L’une d’elles accueille par ailleurs une autre sculpture de Victor Yudaev : un personnage accroché-adossé à l’une des chaises, l’ensemble rappelant cet exercice de confiance et de gymnastique à deux, où deux personnes tiennent en chaise l’une dos à l’autre. De façon analogue, les performances généreront à leur tour des exercices mentaux et physiques de confiance à deux, à plusieurs, ainsi que des moments de méfiance et d’épreuve.

Outre ces quelques sculptures, une série d’objets fabriqués par les artistes effacent un peu plus les frontières entre le mobilier et l’œuvre exposée. Dans la grande salle se comptent deux tables en acier, l’une haute et l’autre très basse, à ras-le-sol. À voir leurs finitions, soudures, la matérialité lourde et nuancée du métal, ce sont des sculptures ; mais ils appartiennent au design par leurs fonctions – la petite table accueille des documents théoriques, à consulter sur un grand tapis de danse – et ce sont des outils, des instruments, et des lieux – la grande table accueille ainsi les corps des comédien·nes et des participant·es lors des performances publiques, se rapprochant ainsi de la fonction première des chaises revendicatives.

En cadrant, plaçant tous ces items (œuvres, livres, mobilier) au sol, le scotch trame tout, intrigue et piège tous les possibles évoqués plus haut. Il fait des choses exposées, les traces de ce qui n’est pas (encore) réalisé. Dans le cabinet, tout peut donc se retracer, y compris le futur ; au sens d’une enquête à mener pour retrouver des gestes à faire. C’est une expérience du temps absolument paradoxale, puisqu’elle est aussi passée que future. Cette disposition singulière montée par le bureau d’études fait à mon sens toute la puissance poétique du cabinet mental – en entendant bien dans le mot de poésie celui d’une fiction (poièsis), c’est-à-dire d’une façon (du façonnement) des choses. C’est une révélation dans l’autrement, dans la densité d’un temps de l’entre-deux : entre passé et futur, entre passif et actif, entre ce qui est institué et ne l’est pas ou pas encore. Entre désir et refus, projection et action, nous évoluons parmi les traces de ce qui arrivera. C’est la scène d’un crime à retracer, et à venir.

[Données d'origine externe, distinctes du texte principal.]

//! # kc-storage
//!
//! Storage abstraction traits for realm import.
//!
//! Every operation runs inside a unit of work: a [`Store`] hands out a
//! [`StoreTransaction`], all reads observe the writes made earlier on the
//! same transaction, and nothing is visible to other units of work until
//! [`StoreTransaction::commit`].
//!
//! ## Store Traits
//!
//! - [`RealmStore`] - realms, default groups, client registration tokens
//! - [`ClientStore`] - clients, client/scope links, authorization settings
//! - [`ClientScopeStore`] - client scopes and their association rows
//! - [`RoleStore`] - roles and composite relations
//! - [`GroupStore`] - groups and group role grants
//! - [`UserStore`] - users and their role/group associations
//! - [`MembershipStore`] - bulk re-pointing and orphan sweeps

#![forbid(unsafe_code)]
#![deny(warnings)]
#![deny(missing_docs)]

pub mod client;
pub mod error;
pub mod group;
pub mod membership;
pub mod memory;
pub mod realm;
pub mod role;
pub mod store;
pub mod user;

pub use client::{ClientScopeStore, ClientStore};
pub use error::{StorageError, StorageResult};
pub use group::GroupStore;
pub use membership::MembershipStore;
pub use memory::{MemoryState, MemoryStore};
pub use realm::RealmStore;
pub use role::RoleStore;
pub use store::{Store, StoreTransaction};
pub use user::UserStore;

Il ne s’agit pas de dramatiser excessivement les performances en amenant d’emblée l’horizon ultime du crime ; il s’agit de considérer que l’horizon ultime contient l’ensemble des possibles, et entendre dans le mot « crime » son étymologie grecque kríno : séparer, trancher, distinguer, choisir, trier ; puis résoudre, expliquer, juger, interpréter, critiquer. La performance, comme la pensée critique, déploie tous ces gestes-là, ainsi que l’on peut en faire l’expérience d’une pièce à l’autre dans le cabinet mental. Performer, c’est se préoccuper ; c’est perpétrer comme un crime la préoccupation de tous les possibles.

« Tout dans le cabinet mental », par le bureau d’études TOGETHER UNTIL _ __ (what)* ?, présenté au Centre d’art contemporain d’Ivry – Le Crédac, jusqu’au 10 juillet 2022.